Por más que pensemos, disertemos, soñemos, el cuerpo insiste en estar ahí. Hay una resistencia que lo incluye como una alianza tensa. Sobre cualquier espejo, la escritura caotiza el cuerpo al nombrarlo. No quiere dejar de ser conexión de deseos, conjunción de flujos, barómetro de intensidades.  El cuerpo nunca está, niega pronombres tras un vidrio esmerilado.

El cuerpo cumple una función, que no siempre es la misma. Ajeno a nosotros, cuando comienza a comportarse de otra manera nos resulta más extraño todavía. El cuerpo de la escritura despliega preguntas que ahora tienen otra respuesta, algunas que ya conocemos, otras que nos sorprenden, las más, que no queremos escuchar.

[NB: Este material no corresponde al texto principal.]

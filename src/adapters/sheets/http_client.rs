use google_sheets4::{hyper, hyper_rustls};

pub type HttpsConnector = hyper_rustls::HttpsConnector<hyper::client::HttpConnector>;
pub type HttpClient = hyper::Client<HttpsConnector>;

/// Shared by the authenticator and the Sheets hub. Fails when the platform
/// certificate store cannot be read.
pub fn http_client() -> std::io::Result<HttpClient> {
    let connector = hyper_rustls::HttpsConnectorBuilder::new()
        .with_native_roots()?
        .https_only()
        .enable_http1()
        .build();

    Ok(hyper::Client::builder().build(connector))
}

#[cfg(test)]
mod tests {
    use super::*;

    #[test]
    fn test_http_client_does_not_panic_without_root_store() {
        // Hosts without a certificate store get an error instead of a panic
        if let Err(e) = http_client() {
            assert!(!e.to_string().is_empty());
        }
    }
}
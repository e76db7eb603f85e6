use error_stack::{report, ResultExt};
use google_sheets4::oauth2::ServiceAccountKey;
use serde_json::{Map, Value};
use thiserror::Error;
use tracing::{error, info};

pub const GOOGLE_TOKEN_URI: &str = "https://oauth2.googleapis.com/token";

#[derive(Error, Debug)]
pub enum CredentialsError {
    #[error("Environment variable {0} is not set")]
    MissingVariable(String),
    #[error("Service account credentials are not a valid JSON object")]
    InvalidJson,
    #[error("Service account credentials are missing '{0}'")]
    MissingField(&'static str),
    #[error("Service account credentials could not be converted into a key")]
    InvalidKey,
}

/// Parses a service account JSON blob. Only `client_email` and `private_key` are required;
/// `token_uri` falls back to Google's endpoint.
pub fn parse_service_account_key(
    raw: &str,
) -> error_stack::Result<ServiceAccountKey, CredentialsError> {
    let mut fields = serde_json::from_str::<Map<String, Value>>(raw)
        .change_context(CredentialsError::InvalidJson)?;

    require_string(&fields, "client_email")?;
    let private_key = require_string(&fields, "private_key")?;

    // Keys pasted into a single-line variable carry literal "\n" sequences
    let private_key = private_key.replace("\\n", "\n");
    fields.insert("private_key".to_string(), Value::String(private_key));

    if !fields.get("token_uri").is_some_and(Value::is_string) {
        fields.insert(
            "token_uri".to_string(),
            Value::String(GOOGLE_TOKEN_URI.to_string()),
        );
    }

    serde_json::from_value(Value::Object(fields)).change_context(CredentialsError::InvalidKey)
}

fn require_string(
    fields: &Map<String, Value>,
    name: &'static str,
) -> error_stack::Result<String, CredentialsError> {
    fields
        .get(name)
        .and_then(Value::as_str)
        .filter(|value| !value.trim().is_empty())
        .map(str::to_string)
        .ok_or_else(|| report!(CredentialsError::MissingField(name)))
}

pub fn read_service_account_key(
    env_var: &str,
) -> error_stack::Result<ServiceAccountKey, CredentialsError> {
    let raw = std::env::var(env_var)
        .map_err(|_| report!(CredentialsError::MissingVariable(env_var.to_string())))?;

    parse_service_account_key(&raw)
        .attach_printable_lazy(|| format!("while reading credentials from {}", env_var))
}

/// Loads credentials once at startup. Failures are logged and reported as `None`; callers
/// surface the problem when the client is first needed.
pub fn load_service_account_key(env_var: &str) -> Option<ServiceAccountKey> {
    match read_service_account_key(env_var) {
        Ok(key) => {
            info!("Loaded service account credentials for {}", key.client_email);
            Some(key)
        }
        Err(report) => {
            error!("❌ Could not load service account credentials: {:?}", report);
            None
        }
    }
}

Con todo, el cuerpo siempre está,  y es otro. En eso se parece a la muerte. Un dolor sin nombre lo habita, lo llena de silencios.

Sin embargo, es la palabra, con su doble juego de abrir o ceñir quien marca la identidad de un cuerpo a través del relato. identidad que, aunque repita la exacta distribución sucesiva de los significantes empleados,  jamás podría ser repetido en ningún otro lugar. Es otro y es él mismo. En todos los textos que asisten al mismo texto, o en todos los cuerpos que asisten a un mismo cuerpo, hay  una cantidad de palabras despejadas de la decisión de ocupar un sentido dentro del conjunto en el que están asociadas.

Desarmar y armar como una masa de plastilina, el cuerpo, la palabra para  conformar un todo único, con la dificultad con que se encuentra el lector frente a una manufactura que los interpela constantemente.